Через два месяца я получил письмо из Минска — друг, который и заманил меня на злосчастный бал, рассказывал, как потрясла всех горожан смерть пани Ядвиги Любанской. Будто бы ночью пошла она почему-то к Свислочи, спустилась с крутого склона, села в лодку... А лодка перевернулась... Так и нашли пани назавтра в реке. Автор письма явно считал, что дело неладно. И непременно в нем замешан старый Любанский. Иначе зачем этот странный приказ сразу после похорон — замуровать окно в комнате пани Ядвиги? Тело приказал запаять в свинцовый гроб и поставить в Лошицкой часовне... И уехал сразу же на Кавказ...
Через год я опять таки случайно, из переписки узнал, что пан Евстафий на Кавказе умер... Но что мне было до чужих смертей, когда смерть стояла у изголовья близкого мне человека? Ах, Надежда моя, Надежда Романовна...

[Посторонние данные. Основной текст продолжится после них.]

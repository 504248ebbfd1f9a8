//! Connections that rendered statements run on.
//!
//! Two kinds of connection exist in this crate: a client checked out of the
//! pool, and the transaction [`Executor::write`](crate::Executor::write) opens
//! on one. Both run a [`BuiltQuery`] as rendered, so its SQL and arguments
//! never travel separately.

use crate::error::{OrmError, OrmResult};
use crate::qb::BuiltQuery;
use futures_core::Stream;
use std::future::Future;
use std::pin::Pin;
use std::task::{Context, Poll};
use tokio_postgres::Row;

/// A connection that runs rendered statements.
///
/// Repository reads take `&impl GenericClient`, so a read can join an open
/// transaction instead of checking out another client.
pub trait GenericClient: Send + Sync {
    /// Run `built` and collect every row.
    fn query(&self, built: &BuiltQuery) -> impl Future<Output = OrmResult<Vec<Row>>> + Send;

    /// Run `built` and keep the first row, if any. Further rows are dropped.
    fn query_opt(
        &self,
        built: &BuiltQuery,
    ) -> impl Future<Output = OrmResult<Option<Row>>> + Send {
        async move { Ok(self.query(built).await?.into_iter().next()) }
    }

    /// Run `built` and return the number of affected rows.
    fn execute(&self, built: &BuiltQuery) -> impl Future<Output = OrmResult<u64>> + Send;
}

/// A connection that can hand rows over as they arrive.
pub trait StreamingClient: GenericClient {
    fn query_stream(&self, built: &BuiltQuery) -> impl Future<Output = OrmResult<RowStream>> + Send;
}

impl GenericClient for deadpool_postgres::Client {
    async fn query(&self, built: &BuiltQuery) -> OrmResult<Vec<Row>> {
        tokio_postgres::Client::query(self, built.sql.as_str(), &built.params_ref())
            .await
            .map_err(OrmError::from_db_error)
    }

    async fn execute(&self, built: &BuiltQuery) -> OrmResult<u64> {
        tokio_postgres::Client::execute(self, built.sql.as_str(), &built.params_ref())
            .await
            .map_err(OrmError::from_db_error)
    }
}

impl StreamingClient for deadpool_postgres::Client {
    async fn query_stream(&self, built: &BuiltQuery) -> OrmResult<RowStream> {
        let rows = tokio_postgres::Client::query_raw(self, built.sql.as_str(), built.params_ref())
            .await
            .map_err(OrmError::from_db_error)?;
        Ok(RowStream::new(rows))
    }
}

impl GenericClient for deadpool_postgres::Transaction<'_> {
    async fn query(&self, built: &BuiltQuery) -> OrmResult<Vec<Row>> {
        tokio_postgres::Transaction::query(self, built.sql.as_str(), &built.params_ref())
            .await
            .map_err(OrmError::from_db_error)
    }

    async fn execute(&self, built: &BuiltQuery) -> OrmResult<u64> {
        tokio_postgres::Transaction::execute(self, built.sql.as_str(), &built.params_ref())
            .await
            .map_err(OrmError::from_db_error)
    }
}

impl StreamingClient for deadpool_postgres::Transaction<'_> {
    async fn query_stream(&self, built: &BuiltQuery) -> OrmResult<RowStream> {
        let rows = tokio_postgres::Transaction::query_raw(self, built.sql.as_str(), built.params_ref())
            .await
            .map_err(OrmError::from_db_error)?;
        Ok(RowStream::new(rows))
    }
}

/// Rows of a streamed query, with driver errors classified like every other
/// error in the crate.
#[must_use]
pub struct RowStream {
    rows: Pin<Box<dyn Stream<Item = Result<Row, tokio_postgres::Error>> + Send>>,
}

impl RowStream {
    pub(crate) fn new<S>(rows: S) -> Self
    where
        S: Stream<Item = Result<Row, tokio_postgres::Error>> + Send + 'static,
    {
        Self {
            rows: Box::pin(rows),
        }
    }
}

impl Stream for RowStream {
    type Item = OrmResult<Row>;

    fn poll_next(mut self: Pin<&mut Self>, cx: &mut Context<'_>) -> Poll<Option<Self::Item>> {
        self.rows
            .as_mut()
            .poll_next(cx)
            .map(|next| next.map(|row| row.map_err(OrmError::from_db_error)))
    }
}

На родину я смог наведаться только года через три. Уже с черной лентой на рукаве и на сердце. Побывав недели две в родительском доме, в Игуменском уезде, выделил пару дней на пребывание в Минске. Почему-то потянуло меня в Лошицу. Я медленно шел аллеей, удивляясь толщине деревьев, особой тишине, которая царит в этих местах, и думал о том, что, видимо, когда-то было здесь языческое капище — сколько я видел их остатки, всегда какая-то гнетущая атмосфера. Словно проклятые боги все еще ждут новой крови... Что на берегу Немиги в Минске, что на Девичьей горе в Виленском уезде, что здесь... Особенно, видимо, наводило на эту мысль сознание, что в глубине парка стоит часовня со свинцовым гробом пани Ядвиги Любанской.